No eran vacas


La via, desde la estación de Villar del Saz.

Mi abuelo no era un hombre de armas tomar, aunque llevase escopetilla de caza menor cuando hacía sus recorridos nocturnos por la via del ferrocarril que llevaba a Cuenca.

Llamaban a ese menester, es decir:  el de recorrer las vías de noche para despejarlas de obstáculos o avisar de viva voz a “la brigada” de limpieza o de reparaciones necesarias, lo llamaban, digo,  “guardavía”, aunque otros dicen que era “guardanoche”. Esto suena más poético, pero es menos exacto, porque las noches nunca han sido capaces de ser guardadas.

El Tío Matalobos y señora, en su ancianidad
El Tío Matalobos y señora, en su ancianidad

A pesar de su apodo de “Tío Matalobos”, me parece que el abuelo no era ningún valiente. No más allá del valor que se necesita para alimentar a siete hijos, ejercer oficios diversos como el susodicho y el de capador de cochinos. Para andar por los pueblos con una borriquilla y para sufrir prisión injustamente.

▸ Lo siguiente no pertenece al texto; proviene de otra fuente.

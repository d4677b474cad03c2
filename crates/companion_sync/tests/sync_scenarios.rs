use companion_sync::coordinator::{ReconcileOutcome, ResyncTrigger};
use companion_sync::monitor::ReachabilityChange;
use companion_sync::prelude::*;
use companion_sync::program::{SessionRecord, PROGRAM_WEEKS};
use serde_json::json;
use std::sync::Arc;
use tokio::sync::{broadcast, Mutex};

struct Fixture {
    coordinator: SyncCoordinator,
    transport: Arc<LoopbackTransport>,
    peer: Arc<Mutex<PeerInbox>>,
}

fn fixture_with_peer(peer: PeerInbox) -> Fixture {
    let peer = Arc::new(Mutex::new(peer));
    let transport = Arc::new(LoopbackTransport::new(peer.clone()));
    let coordinator = SyncCoordinator::new(
        SyncConfig::default(),
        transport.clone(),
        Arc::new(ProgramGenerator),
        Arc::new(MemoryStore::new()),
        Arc::new(ManualClock::new(1_700_000_000_000)),
    )
    .unwrap();
    Fixture {
        coordinator,
        transport,
        peer,
    }
}

fn fixture() -> Fixture {
    fixture_with_peer(PeerInbox::with_generator(Arc::new(ProgramGenerator)))
}

fn drain_events(rx: &mut broadcast::Receiver<SyncEvent>) -> Vec<SyncEvent> {
    let mut events = Vec::new();
    while let Ok(event) = rx.try_recv() {
        events.push(event);
    }
    events
}

/// Generator that disagrees with the phone on session notes
struct DivergentGenerator;

impl SessionGenerator for DivergentGenerator {
    fn generate(&self, level: TrainingLevel, frequency: u8, week: u8, day: u8) -> SessionRecord {
        let mut session = ProgramGenerator.generate(level, frequency, week, day);
        session.notes = Some("different build".to_string());
        session
    }
}

#[tokio::test(start_paused = true)]
async fn intermediate_three_days_delivers_thirty_six_sessions() {
    let f = fixture();
    f.coordinator.start().await.unwrap();

    let ready = f
        .coordinator
        .select_program(TrainingLevel::Intermediate, 3)
        .await
        .unwrap();
    assert_eq!(ready.compilation_id.as_str(), "intermediate-3d");
    assert_eq!(ready.session_count, 36);
    assert_eq!(ready.total_batches, 9);
    assert!(ready.failed_batches.is_empty());
    assert_eq!(f.coordinator.status().progress, 1.0);

    let peer = f.peer.lock().await;
    let program = peer.last_program().unwrap();
    assert!(program.is_complete());
    assert_eq!(program.items.len(), 36);
    for session in &program.items {
        assert!((1..=PROGRAM_WEEKS).contains(&session.week));
        assert!((1..=3).contains(&session.day));
    }
    assert_eq!(peer.local_digest(), peer.announced());
    drop(peer);

    assert_eq!(
        f.coordinator.cached_value("session.w12d3").await.map(|v| v["week"].clone()),
        Some(json!(12))
    );
}

#[tokio::test]
async fn unreachable_submit_is_queued_and_silent() {
    let f = fixture();
    f.transport.set_reachable(false).await;
    f.coordinator.start().await.unwrap();

    let before = f.coordinator.status().pending_operations;
    f.coordinator
        .submit("next_session", json!({"id": "w02d1"}), SyncPriority::NextSession)
        .await
        .unwrap();
    assert_eq!(f.coordinator.status().pending_operations, before + 1);
    assert!(f.peer.lock().await.operations().is_empty());
}

#[tokio::test]
async fn each_reconnect_fires_exactly_one_resync() {
    let f = fixture();
    let mut events = f.coordinator.events();
    f.coordinator.start().await.unwrap();

    for round in 1..=3u64 {
        f.transport.set_reachable(false).await;
        f.coordinator.handle_reachability(false).await.unwrap();
        f.coordinator
            .record_change("progress.current_week", Some(json!(round)))
            .await;

        f.transport.set_reachable(true).await;
        assert_eq!(
            f.coordinator.handle_reachability(true).await.unwrap(),
            ReachabilityChange::Reconnected
        );
        // Repeated signals without an offline period are not transitions
        f.coordinator.handle_reachability(true).await.unwrap();
        f.coordinator.poll_reachability().await.unwrap();
        assert_eq!(f.coordinator.resync_count().await, round);
    }

    let reconnect_resyncs = drain_events(&mut events)
        .into_iter()
        .filter(|e| {
            matches!(
                e,
                SyncEvent::ResyncFired {
                    trigger: ResyncTrigger::Reconnect,
                    ..
                }
            )
        })
        .count();
    assert_eq!(reconnect_resyncs, 3);
    assert_eq!(
        f.peer.lock().await.cache().get("progress.current_week"),
        Some(&json!(3))
    );
}

#[tokio::test]
async fn server_wins_reconciliation_pushes_remote_week() {
    let remote = Arc::new(InMemoryRemoteState::new());
    let f = fixture();
    let coordinator = f.coordinator.with_remote_source(remote.clone());
    coordinator.start().await.unwrap();

    coordinator
        .record_change("progress.current_week", Some(json!(4)))
        .await;
    assert_eq!(coordinator.cached_value("progress.current_week").await, Some(json!(4)));

    remote.set("progress.current_week", json!(5)).await;
    let outcome = coordinator.reconcile().await.unwrap();
    assert_eq!(
        outcome,
        ReconcileOutcome::Completed {
            conflicts: 1,
            changes: 1
        }
    );

    assert_eq!(coordinator.cached_value("progress.current_week").await, Some(json!(5)));
    assert_eq!(coordinator.local_value("progress.current_week").await, Some(json!(5)));
    assert_eq!(
        f.peer.lock().await.cache().get("progress.current_week"),
        Some(&json!(5))
    );

    // Nothing left to push, nothing left to resolve
    let again = coordinator.reconcile().await.unwrap();
    assert_eq!(
        again,
        ReconcileOutcome::Completed {
            conflicts: 0,
            changes: 0
        }
    );
}

#[tokio::test]
async fn delta_resync_is_quiescent_after_delivery() {
    let f = fixture();
    f.transport.set_reachable(false).await;
    f.coordinator.start().await.unwrap();

    f.coordinator.record_change("settings.units", Some(json!("yards"))).await;
    f.coordinator.record_change("notes.today", Some(json!("tight calves"))).await;
    f.coordinator.record_change("notes.today", None).await;

    f.transport.set_reachable(true).await;
    f.coordinator.handle_reachability(true).await.unwrap();

    let report = f.coordinator.delta_resync(ResyncTrigger::LocalChange).await;
    assert_eq!(report.attempted, 0);

    let peer = f.peer.lock().await;
    assert_eq!(peer.cache().get("settings.units"), Some(&json!("yards")));
    assert!(!peer.cache().contains("notes.today"));
}

#[tokio::test(start_paused = true)]
async fn generation_inconsistency_needs_retry() {
    let f = fixture_with_peer(PeerInbox::with_generator(Arc::new(DivergentGenerator)));
    f.coordinator.start().await.unwrap();
    f.coordinator
        .select_program(TrainingLevel::Intermediate, 3)
        .await
        .unwrap();

    let peer_digest = f.peer.lock().await.local_digest().cloned().unwrap();
    let err = f
        .coordinator
        .verify_peer_program(&peer_digest)
        .await
        .unwrap_err();
    assert!(matches!(err, SyncError::GenerationInconsistency { .. }));
    assert!(f.coordinator.connection_state().await.is_error());

    // Reachability alone does not clear the error
    f.coordinator.handle_reachability(true).await.unwrap();
    assert!(f.coordinator.connection_state().await.is_error());

    f.transport.clear_sent().await;
    assert_eq!(
        f.coordinator.retry().await.unwrap(),
        ReachabilityChange::Connected
    );
    assert_eq!(
        f.coordinator.connection_state().await,
        ConnectionState::Connected
    );
    let resent = f
        .transport
        .sent_messages()
        .await
        .iter()
        .filter(|(_, m)| m.kind() == "training_sessions_batch")
        .count();
    assert_eq!(resent, 9);
}

#[tokio::test(start_paused = true)]
async fn peer_reported_digest_is_checked_on_receive() {
    let f = fixture();
    f.coordinator.start().await.unwrap();
    f.coordinator
        .select_program(TrainingLevel::Beginner, 1)
        .await
        .unwrap();

    let mut digest = f.coordinator.program_digest().await.unwrap();
    let matching = companion_sync::SyncMessage::training_sync(&digest, TrainingLevel::Beginner, 1, 0);
    assert!(f.coordinator.receive(&matching.encode().unwrap()).await.is_ok());

    digest.digest ^= 1;
    let diverged = companion_sync::SyncMessage::training_sync(&digest, TrainingLevel::Beginner, 1, 0);
    assert!(f.coordinator.receive(&diverged.encode().unwrap()).await.is_err());
    assert!(f.coordinator.status().connection.is_error());
}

En suma: para arreglárselas y sobrevivir a los pesares de la vida de la ante guerra, la guerra y la posguerra de aquella España que ya no volverá a ser tan pobre, esperamos.  La España antigua, vaya.

No sé cuando fue, pero me figuro que en los alrededores de la guerra, porque debían andar muy apretados por el hambre para enredarse en una descubierta nocturna a la caza de presas de caza mayor. Eran fiestas en algún pueblo mayor cercano, donde se anunciaba corrida, o novillada más bien, y mira por donde, los mayorales dejaron las reses a aselar en la tarde noche, o como dice una versión distinta, los animales habían escapado de… no sé dónde, porque me extraña que los sacaran a pasear si iban en transporte ferroviario, y me huele que ésa es la versión “escuchada” por mi madre, que es quien me relató por primera vez el caso.

¿Serían así?
¿Serían así?

La voz de que vacas o novillas andaban “sueltas” corrió hacia las orejas interesadas, y hete aquí que mi abuelo y el tío Polonio se conchabaron para ir a la busca y captura de alguna de ellas.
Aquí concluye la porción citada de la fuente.